### [Directions for this task]
From the records below, copy out exactly the lines from the one containing "use candlecast::domain::ports::CandleProvider;" to the one containing "let mut config", both included. Add nothing else.

┌─ Exercise inputs

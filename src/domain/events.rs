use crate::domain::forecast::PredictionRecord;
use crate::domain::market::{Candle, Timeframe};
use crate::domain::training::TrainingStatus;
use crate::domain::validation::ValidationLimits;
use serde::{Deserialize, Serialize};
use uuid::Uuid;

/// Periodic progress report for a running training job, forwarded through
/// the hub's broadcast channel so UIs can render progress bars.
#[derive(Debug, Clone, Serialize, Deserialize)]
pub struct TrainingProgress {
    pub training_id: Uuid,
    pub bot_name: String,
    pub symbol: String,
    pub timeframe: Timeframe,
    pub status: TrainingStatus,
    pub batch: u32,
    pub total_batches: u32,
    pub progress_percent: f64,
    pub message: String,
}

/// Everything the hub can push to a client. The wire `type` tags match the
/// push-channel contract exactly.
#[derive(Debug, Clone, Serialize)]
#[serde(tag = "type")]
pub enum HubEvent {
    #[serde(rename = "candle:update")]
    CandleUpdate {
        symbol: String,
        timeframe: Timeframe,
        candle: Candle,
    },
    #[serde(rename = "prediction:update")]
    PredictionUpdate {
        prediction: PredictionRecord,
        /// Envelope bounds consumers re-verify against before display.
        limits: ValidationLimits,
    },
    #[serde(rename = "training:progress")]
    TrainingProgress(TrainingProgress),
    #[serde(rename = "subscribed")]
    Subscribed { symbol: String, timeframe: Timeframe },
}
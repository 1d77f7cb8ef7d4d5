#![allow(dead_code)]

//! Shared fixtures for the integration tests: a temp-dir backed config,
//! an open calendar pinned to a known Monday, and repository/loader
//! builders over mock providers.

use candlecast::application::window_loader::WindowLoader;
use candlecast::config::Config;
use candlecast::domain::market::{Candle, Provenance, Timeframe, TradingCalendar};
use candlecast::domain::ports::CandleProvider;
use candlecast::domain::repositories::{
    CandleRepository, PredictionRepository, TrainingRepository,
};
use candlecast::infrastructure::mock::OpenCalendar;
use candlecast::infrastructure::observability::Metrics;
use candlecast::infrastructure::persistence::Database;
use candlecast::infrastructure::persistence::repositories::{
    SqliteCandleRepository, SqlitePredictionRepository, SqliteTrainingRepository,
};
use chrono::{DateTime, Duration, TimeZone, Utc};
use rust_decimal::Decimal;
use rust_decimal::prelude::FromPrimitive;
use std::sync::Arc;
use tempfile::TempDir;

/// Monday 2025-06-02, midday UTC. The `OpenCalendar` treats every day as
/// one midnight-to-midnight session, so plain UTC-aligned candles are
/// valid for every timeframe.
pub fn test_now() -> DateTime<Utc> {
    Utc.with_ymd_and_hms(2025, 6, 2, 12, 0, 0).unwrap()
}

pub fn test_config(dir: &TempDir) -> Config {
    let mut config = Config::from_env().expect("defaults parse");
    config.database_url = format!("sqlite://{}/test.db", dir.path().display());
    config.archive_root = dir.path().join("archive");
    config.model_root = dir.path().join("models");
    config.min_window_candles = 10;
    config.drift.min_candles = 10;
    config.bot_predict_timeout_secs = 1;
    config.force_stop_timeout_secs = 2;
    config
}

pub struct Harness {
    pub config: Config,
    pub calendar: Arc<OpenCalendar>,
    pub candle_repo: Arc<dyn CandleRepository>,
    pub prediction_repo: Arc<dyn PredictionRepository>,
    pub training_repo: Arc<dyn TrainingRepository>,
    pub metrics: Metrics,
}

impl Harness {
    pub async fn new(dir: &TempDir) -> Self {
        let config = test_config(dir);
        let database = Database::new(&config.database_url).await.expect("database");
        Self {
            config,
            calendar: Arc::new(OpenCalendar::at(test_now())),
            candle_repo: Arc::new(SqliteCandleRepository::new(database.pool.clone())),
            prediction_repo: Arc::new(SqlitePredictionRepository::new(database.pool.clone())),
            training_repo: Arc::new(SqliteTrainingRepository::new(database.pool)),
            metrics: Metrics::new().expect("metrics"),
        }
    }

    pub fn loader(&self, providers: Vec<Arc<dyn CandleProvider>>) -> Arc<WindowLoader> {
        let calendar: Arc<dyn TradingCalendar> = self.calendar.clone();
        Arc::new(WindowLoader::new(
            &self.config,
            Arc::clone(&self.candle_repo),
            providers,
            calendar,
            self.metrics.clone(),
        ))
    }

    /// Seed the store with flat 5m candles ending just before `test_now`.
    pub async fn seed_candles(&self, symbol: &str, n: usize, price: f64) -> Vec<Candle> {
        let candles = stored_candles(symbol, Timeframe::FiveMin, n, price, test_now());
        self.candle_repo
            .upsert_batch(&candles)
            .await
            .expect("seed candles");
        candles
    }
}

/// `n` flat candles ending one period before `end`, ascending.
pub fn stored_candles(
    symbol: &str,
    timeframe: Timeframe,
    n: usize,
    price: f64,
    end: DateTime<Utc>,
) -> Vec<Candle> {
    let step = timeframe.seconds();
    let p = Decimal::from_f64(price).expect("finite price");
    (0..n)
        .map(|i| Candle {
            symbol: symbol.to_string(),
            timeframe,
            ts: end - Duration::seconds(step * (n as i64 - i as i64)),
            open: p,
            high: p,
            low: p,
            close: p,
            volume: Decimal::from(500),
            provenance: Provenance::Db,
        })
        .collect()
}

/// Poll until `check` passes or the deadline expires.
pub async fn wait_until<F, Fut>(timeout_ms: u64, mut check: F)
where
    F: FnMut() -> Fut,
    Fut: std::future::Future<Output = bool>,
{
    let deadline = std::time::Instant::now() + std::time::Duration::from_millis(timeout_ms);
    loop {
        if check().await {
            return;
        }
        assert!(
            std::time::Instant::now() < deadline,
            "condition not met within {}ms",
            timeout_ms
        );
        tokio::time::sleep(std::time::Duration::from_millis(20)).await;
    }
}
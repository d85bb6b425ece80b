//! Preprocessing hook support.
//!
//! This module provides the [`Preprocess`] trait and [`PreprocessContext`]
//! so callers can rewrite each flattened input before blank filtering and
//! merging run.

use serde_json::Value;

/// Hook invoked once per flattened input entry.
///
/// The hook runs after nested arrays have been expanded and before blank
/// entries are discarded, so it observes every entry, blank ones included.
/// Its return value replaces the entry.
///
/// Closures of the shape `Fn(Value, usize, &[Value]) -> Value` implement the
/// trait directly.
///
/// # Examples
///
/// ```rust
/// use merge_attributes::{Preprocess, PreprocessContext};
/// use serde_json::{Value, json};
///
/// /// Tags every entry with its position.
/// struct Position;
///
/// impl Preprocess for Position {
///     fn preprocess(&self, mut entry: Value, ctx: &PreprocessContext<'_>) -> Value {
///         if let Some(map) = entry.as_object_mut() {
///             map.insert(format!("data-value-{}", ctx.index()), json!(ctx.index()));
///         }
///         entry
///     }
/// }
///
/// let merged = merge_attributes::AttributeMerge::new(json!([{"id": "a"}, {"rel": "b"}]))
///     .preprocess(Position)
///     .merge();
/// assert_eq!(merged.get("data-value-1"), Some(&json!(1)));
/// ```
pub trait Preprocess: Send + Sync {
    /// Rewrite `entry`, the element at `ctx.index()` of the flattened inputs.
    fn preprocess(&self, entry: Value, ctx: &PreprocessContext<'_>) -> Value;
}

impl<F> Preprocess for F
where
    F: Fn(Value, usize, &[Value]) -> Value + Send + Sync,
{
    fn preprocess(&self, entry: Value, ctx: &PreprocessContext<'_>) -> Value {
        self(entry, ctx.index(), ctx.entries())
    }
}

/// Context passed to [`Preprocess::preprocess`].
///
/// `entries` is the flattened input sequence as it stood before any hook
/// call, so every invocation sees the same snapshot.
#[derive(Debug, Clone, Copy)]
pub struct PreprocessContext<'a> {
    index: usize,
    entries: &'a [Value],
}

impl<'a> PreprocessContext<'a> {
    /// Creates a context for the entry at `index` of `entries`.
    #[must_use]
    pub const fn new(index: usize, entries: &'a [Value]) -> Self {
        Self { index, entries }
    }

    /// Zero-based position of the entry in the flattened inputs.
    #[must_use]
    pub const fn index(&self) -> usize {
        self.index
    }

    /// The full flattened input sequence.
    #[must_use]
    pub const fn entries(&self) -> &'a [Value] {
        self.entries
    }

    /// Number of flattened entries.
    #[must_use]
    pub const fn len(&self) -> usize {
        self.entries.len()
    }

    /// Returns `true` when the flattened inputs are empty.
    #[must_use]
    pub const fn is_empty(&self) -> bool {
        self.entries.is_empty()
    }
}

└─

### [Response below]
use candlecast::domain::ports::CandleProvider;
use candlecast::domain::repositories::{
    CandleRepository, PredictionRepository, TrainingRepository,
};
use candlecast::infrastructure::mock::OpenCalendar;
use candlecast::infrastructure::observability::Metrics;
use candlecast::infrastructure::persistence::Database;
use candlecast::infrastructure::persistence::repositories::{
    SqliteCandleRepository, SqlitePredictionRepository, SqliteTrainingRepository,
};
use chrono::{DateTime, Duration, TimeZone, Utc};
use rust_decimal::Decimal;
use rust_decimal::prelude::FromPrimitive;
use std::sync::Arc;
use tempfile::TempDir;

/// Monday 2025-06-02, midday UTC. The `OpenCalendar` treats every day as
/// one midnight-to-midnight session, so plain UTC-aligned candles are
/// valid for every timeframe.
pub fn test_now() -> DateTime<Utc> {
    Utc.with_ymd_and_hms(2025, 6, 2, 12, 0, 0).unwrap()
}

pub fn test_config(dir: &TempDir) -> Config {
    let mut config = Config::from_env().expect("defaults parse");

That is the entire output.